Saved entries

———

//! End-to-end tests for playlists and the playlist↔track association.

mod common;

use common::*;
use reqwest::StatusCode;
use serde_json::{json, Value};

async fn setup(client: &TestClient) -> (i64, i64) {
    let user_id = create_user(client, "Alice").await;
    let account_id = create_account(client, user_id, "spotify_alice").await;
    let playlist_id = create_playlist(client, account_id, "pl_1", "Morning Mix").await;
    (account_id, playlist_id)
}

#[tokio::test]
async fn test_playlist_crud_lifecycle() {
    let server = TestServer::spawn().await;
    let client = TestClient::new(server.base_url.clone());
    let (_, playlist_id) = setup(&client).await;

    let response = client.get_playlist(playlist_id).await;
    assert_eq!(response.status(), StatusCode::OK);
    let playlist: Value = response.json().await.unwrap();
    assert_eq!(playlist["name"], "Morning Mix");
    assert_eq!(playlist["isPublic"], true);

    let response = client
        .update_playlist(playlist_id, &json!({"name": "Evening Mix", "isPublic": false}))
        .await;
    assert_eq!(response.status(), StatusCode::OK);
    let updated: Value = response.json().await.unwrap();
    assert_eq!(updated["name"], "Evening Mix");
    assert_eq!(updated["isPublic"], false);
    assert_eq!(updated["description"], playlist["description"]);

    let response = client.delete_playlist(playlist_id).await;
    assert_eq!(response.status(), StatusCode::NO_CONTENT);
    assert_eq!(
        client.get_playlist(playlist_id).await.status(),
        StatusCode::NOT_FOUND
    );
}

#[tokio::test]
async fn test_playlist_listing_includes_track_count_and_owner() {
    let server = TestServer::spawn().await;
    let client = TestClient::new(server.base_url.clone());
    let (account_id, playlist_id) = setup(&client).await;

    let track_a = create_track(&client, "track_a", "First Song").await;
    let track_b = create_track(&client, "track_b", "Second Song").await;
    for track_id in [track_a, track_b] {
        let response = client
            .add_playlist_track(playlist_id, &json!({"trackId": track_id}))
            .await;
        assert_eq!(response.status(), StatusCode::CREATED);
    }

    let playlists: Vec<Value> = client
        .list_playlists_for_account(account_id)
        .await
        .json()
        .await
        .unwrap();
    assert_eq!(playlists.len(), 1);
    assert_eq!(playlists[0]["trackCount"], 2);
    assert_eq!(playlists[0]["externalUserId"], "spotify_alice");
}

#[tokio::test]
async fn test_playlist_tracks_ordered_by_position_then_added_at() {
    let server = TestServer::spawn().await;
    let client = TestClient::new(server.base_url.clone());
    let (_, playlist_id) = setup(&client).await;

    let track_a = create_track(&client, "track_a", "Track A").await;
    let track_b = create_track(&client, "track_b", "Track B").await;
    let track_c = create_track(&client, "track_c", "Track C").await;

    // Positioned entries come first in position order; the position-less
    // entry traverses last regardless of when it was added.
    client
        .add_playlist_track(
            playlist_id,
            &json!({"trackId": track_a, "addedAt": "2026-01-01T10:00:00Z"}),
        )
        .await;
    client
        .add_playlist_track(
            playlist_id,
            &json!({"trackId": track_b, "position": 2, "addedAt": "2026-01-01T11:00:00Z"}),
        )
        .await;
    client
        .add_playlist_track(
            playlist_id,
            &json!({"trackId": track_c, "position": 1, "addedAt": "2026-01-01T12:00:00Z"}),
        )
        .await;

    let rows: Vec<Value> = client
        .list_playlist_tracks(playlist_id)
        .await
        .json()
        .await
        .unwrap();
    let names: Vec<&str> = rows.iter().map(|r| r["name"].as_str().unwrap()).collect();
    assert_eq!(names, vec!["Track C", "Track B", "Track A"]);
    // Entries carry the joined track metadata.
    assert_eq!(rows[0]["externalTrackId"], "track_c");
    assert_eq!(rows[0]["durationMs"], 200_000);
}

#[tokio::test]
async fn test_add_track_to_missing_playlist_is_unprocessable() {
    let server = TestServer::spawn().await;
    let client = TestClient::new(server.base_url.clone());
    let track_id = create_track(&client, "track_a", "Track A").await;

    // Missing either side of the link is a referential failure.
    let response = client
        .add_playlist_track(9999, &json!({"trackId": track_id}))
        .await;
    assert_eq!(response.status(), StatusCode::UNPROCESSABLE_ENTITY);

    let response = client.list_playlist_tracks(9999).await;
    assert_eq!(response.status(), StatusCode::NOT_FOUND);
}

#[tokio::test]
async fn test_add_unknown_track_is_unprocessable() {
    let server = TestServer::spawn().await;
    let client = TestClient::new(server.base_url.clone());
    let (_, playlist_id) = setup(&client).await;

    let response = client
        .add_playlist_track(playlist_id, &json!({"trackId": 9999}))
        .await;
    assert_eq!(response.status(), StatusCode::UNPROCESSABLE_ENTITY);
}

#[tokio::test]
async fn test_remove_playlist_track_removes_all_duplicates() {
    let server = TestServer::spawn().await;
    let client = TestClient::new(server.base_url.clone());
    let (_, playlist_id) = setup(&client).await;

    let track_id = create_track(&client, "track_a", "Track A").await;
    let other = create_track(&client, "track_b", "Track B").await;

    // Same track linked twice; both links go in one delete.
    for _ in 0..2 {
        client
            .add_playlist_track(playlist_id, &json!({"trackId": track_id}))
            .await;
    }
    client
        .add_playlist_track(playlist_id, &json!({"trackId": other}))
        .await;

    let response = client.remove_playlist_track(playlist_id, track_id).await;
    assert_eq!(response.status(), StatusCode::OK);
    let body: Value = response.json().await.unwrap();
    assert_eq!(body["removed"], 2);

    let rows: Vec<Value> = client
        .list_playlist_tracks(playlist_id)
        .await
        .json()
        .await
        .unwrap();
    assert_eq!(rows.len(), 1);
    assert_eq!(rows[0]["name"], "Track B");

    // Nothing left to remove.
    let response = client.remove_playlist_track(playlist_id, track_id).await;
    assert_eq!(response.status(), StatusCode::NOT_FOUND);
}

#[tokio::test]
async fn test_deleting_playlist_keeps_tracks() {
    let server = TestServer::spawn().await;
    let client = TestClient::new(server.base_url.clone());
    let (_, playlist_id) = setup(&client).await;

    let track_id = create_track(&client, "track_a", "Track A").await;
    client
        .add_playlist_track(playlist_id, &json!({"trackId": track_id}))
        .await;

    client.delete_playlist(playlist_id).await;

    // The shared catalog entry outlives the playlist that referenced it.
    assert_eq!(
        client.get_track(track_id).await.status(),
        StatusCode::OK
    );
}

#[tokio::test]
async fn test_deleting_track_removes_its_playlist_entries() {
    let server = TestServer::spawn().await;
    let client = TestClient::new(server.base_url.clone());
    let (_, playlist_id) = setup(&client).await;

    let track_id = create_track(&client, "track_a", "Track A").await;
    client
        .add_playlist_track(playlist_id, &json!({"trackId": track_id}))
        .await;

    client.delete_track(track_id).await;

    let rows: Vec<Value> = client
        .list_playlist_tracks(playlist_id)
        .await
        .json()
        .await
        .unwrap();
    assert!(rows.is_empty());
}

#[tokio::test]
async fn test_duplicate_external_track_id_conflicts() {
    let server = TestServer::spawn().await;
    let client = TestClient::new(server.base_url.clone());

    create_track(&client, "track_a", "Track A").await;
    let response = client
        .create_track(&track_payload("track_a", "Track A Again"))
        .await;
    assert_eq!(response.status(), StatusCode::CONFLICT);
}

#[tokio::test]
async fn test_track_rejects_negative_duration() {
    let server = TestServer::spawn().await;
    let client = TestClient::new(server.base_url.clone());

    let mut payload = track_payload("track_a", "Track A");
    payload["durationMs"] = json!(-5);
    let response = client.create_track(&payload).await;
    assert_eq!(response.status(), StatusCode::BAD_REQUEST);
}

———

### Your task
Retype all the data. Nothing may be left out or altered.

### Answer space
//! End-to-end tests for playlists and the playlist↔track association.

mod common;

use common::*;
use reqwest::StatusCode;
use serde_json::{json, Value};

async fn setup(client: &TestClient) -> (i64, i64) {
    let user_id = create_user(client, "Alice").await;
    let account_id = create_account(client, user_id, "spotify_alice").await;
    let playlist_id = create_playlist(client, account_id, "pl_1", "Morning Mix").await;
    (account_id, playlist_id)
}

#[tokio::test]
async fn test_playlist_crud_lifecycle() {
    let server = TestServer::spawn().await;
    let client = TestClient::new(server.base_url.clone());
    let (_, playlist_id) = setup(&client).await;

    let response = client.get_playlist(playlist_id).await;
    assert_eq!(response.status(), StatusCode::OK);
    let playlist: Value = response.json().await.unwrap();
    assert_eq!(playlist["name"], "Morning Mix");
    assert_eq!(playlist["isPublic"], true);

    let response = client
        .update_playlist(playlist_id, &json!({"name": "Evening Mix", "isPublic": false}))
        .await;
    assert_eq!(response.status(), StatusCode::OK);
    let updated: Value = response.json().await.unwrap();
    assert_eq!(updated["name"], "Evening Mix");
    assert_eq!(updated["isPublic"], false);
    assert_eq!(updated["description"], playlist["description"]);

    let response = client.delete_playlist(playlist_id).await;
    assert_eq!(response.status(), StatusCode::NO_CONTENT);
    assert_eq!(
        client.get_playlist(playlist_id).await.status(),
        StatusCode::NOT_FOUND
    );
}

#[tokio::test]
async fn test_playlist_listing_includes_track_count_and_owner() {
    let server = TestServer::spawn().await;
    let client = TestClient::new(server.base_url.clone());
    let (account_id, playlist_id) = setup(&client).await;

    let track_a = create_track(&client, "track_a", "First Song").await;
    let track_b = create_track(&client, "track_b", "Second Song").await;
    for track_id in [track_a, track_b] {
        let response = client
            .add_playlist_track(playlist_id, &json!({"trackId": track_id}))
            .await;
        assert_eq!(response.status(), StatusCode::CREATED);
    }

    let playlists: Vec<Value> = client
        .list_playlists_for_account(account_id)
        .await
        .json()
        .await
        .unwrap();
    assert_eq!(playlists.len(), 1);
    assert_eq!(playlists[0]["trackCount"], 2);
    assert_eq!(playlists[0]["externalUserId"], "spotify_alice");
}

#[tokio::test]
async fn test_playlist_tracks_ordered_by_position_then_added_at() {
    let server = TestServer::spawn().await;
    let client = TestClient::new(server.base_url.clone());
    let (_, playlist_id) = setup(&client).await;

    let track_a = create_track(&client, "track_a", "Track A").await;
    let track_b = create_track(&client, "track_b", "Track B").await;
    let track_c = create_track(&client, "track_c", "Track C").await;

    // Positioned entries come first in position order; the position-less
    // entry traverses last regardless of when it was added.
    client
        .add_playlist_track(
            playlist_id,
            &json!({"trackId": track_a, "addedAt": "2026-01-01T10:00:00Z"}),
        )
        .await;
    client
        .add_playlist_track(
            playlist_id,
            &json!({"trackId": track_b, "position": 2, "addedAt": "2026-01-01T11:00:00Z"}),
        )
        .await;
    client
        .add_playlist_track(
            playlist_id,
            &json!({"trackId": track_c, "position": 1, "addedAt": "2026-01-01T12:00:00Z"}),
        )
        .await;

    let rows: Vec<Value> = client
        .list_playlist_tracks(playlist_id)
        .await
        .json()
        .await
        .unwrap();
    let names: Vec<&str> = rows.iter().map(|r| r["name"].as_str().unwrap()).collect();
    assert_eq!(names, vec!["Track C", "Track B", "Track A"]);
    // Entries carry the joined track metadata.
    assert_eq!(rows[0]["externalTrackId"], "track_c");
    assert_eq!(rows[0]["durationMs"], 200_000);
}

#[tokio::test]
async fn test_add_track_to_missing_playlist_is_unprocessable() {
    let server = TestServer::spawn().await;
    let client = TestClient::new(server.base_url.clone());
    let track_id = create_track(&client, "track_a", "Track A").await;

    // Missing either side of the link is a referential failure.
    let response = client
        .add_playlist_track(9999, &json!({"trackId": track_id}))
        .await;
    assert_eq!(response.status(), StatusCode::UNPROCESSABLE_ENTITY);

    let response = client.list_playlist_tracks(9999).await;
    assert_eq!(response.status(), StatusCode::NOT_FOUND);
}

#[tokio::test]
async fn test_add_unknown_track_is_unprocessable() {
    let server = TestServer::spawn().await;
    let client = TestClient::new(server.base_url.clone());
    let (_, playlist_id) = setup(&client).await;

    let response = client
        .add_playlist_track(playlist_id, &json!({"trackId": 9999}))
        .await;
    assert_eq!(response.status(), StatusCode::UNPROCESSABLE_ENTITY);
}

#[tokio::test]
async fn test_remove_playlist_track_removes_all_duplicates() {
    let server = TestServer::spawn().await;
    let client = TestClient::new(server.base_url.clone());
    let (_, playlist_id) = setup(&client).await;

    let track_id = create_track(&client, "track_a", "Track A").await;
    let other = create_track(&client, "track_b", "Track B").await;

    // Same track linked twice; both links go in one delete.
    for _ in 0..2 {
        client
            .add_playlist_track(playlist_id, &json!({"trackId": track_id}))
            .await;
    }
    client
        .add_playlist_track(playlist_id, &json!({"trackId": other}))
        .await;

    let response = client.remove_playlist_track(playlist_id, track_id).await;
    assert_eq!(response.status(), StatusCode::OK);
    let body: Value = response.json().await.unwrap();
    assert_eq!(body["removed"], 2);

    let rows: Vec<Value> = client
        .list_playlist_tracks(playlist_id)
        .await
        .json()
        .await
        .unwrap();
    assert_eq!(rows.len(), 1);
    assert_eq!(rows[0]["name"], "Track B");

    // Nothing left to remove.
    let response = client.remove_playlist_track(playlist_id, track_id).await;
    assert_eq!(response.status(), StatusCode::NOT_FOUND);
}

#[tokio::test]
async fn test_deleting_playlist_keeps_tracks() {
    let server = TestServer::spawn().await;
    let client = TestClient::new(server.base_url.clone());
    let (_, playlist_id) = setup(&client).await;

    let track_id = create_track(&client, "track_a", "Track A").await;
    client
        .add_playlist_track(playlist_id, &json!({"trackId": track_id}))
        .await;

    client.delete_playlist(playlist_id).await;

    // The shared catalog entry outlives the playlist that referenced it.
    assert_eq!(
        client.get_track(track_id).await.status(),
        StatusCode::OK
    );
}

#[tokio::test]
async fn test_deleting_track_removes_its_playlist_entries() {
    let server = TestServer::spawn().await;
    let client = TestClient::new(server.base_url.clone());
    let (_, playlist_id) = setup(&client).await;

    let track_id = create_track(&client, "track_a", "Track A").await;
    client
        .add_playlist_track(playlist_id, &json!({"trackId": track_id}))
        .await;

    client.delete_track(track_id).await;

    let rows: Vec<Value> = client
        .list_playlist_tracks(playlist_id)
        .await
        .json()
        .await
        .unwrap();
    assert!(rows.is_empty());
}

#[tokio::test]
async fn test_duplicate_external_track_id_conflicts() {
    let server = TestServer::spawn().await;
    let client = TestClient::new(server.base_url.clone());

    create_track(&client, "track_a", "Track A").await;
    let response = client
        .create_track(&track_payload("track_a", "Track A Again"))
        .await;
    assert_eq!(response.status(), StatusCode::CONFLICT);
}

#[tokio::test]
async fn test_track_rejects_negative_duration() {
    let server = TestServer::spawn().await;
    let client = TestClient::new(server.base_url.clone());

    let mut payload = track_payload("track_a", "Track A");
    payload["durationMs"] = json!(-5);
    let response = client.create_track(&payload).await;
    assert_eq!(response.status(), StatusCode::BAD_REQUEST);
}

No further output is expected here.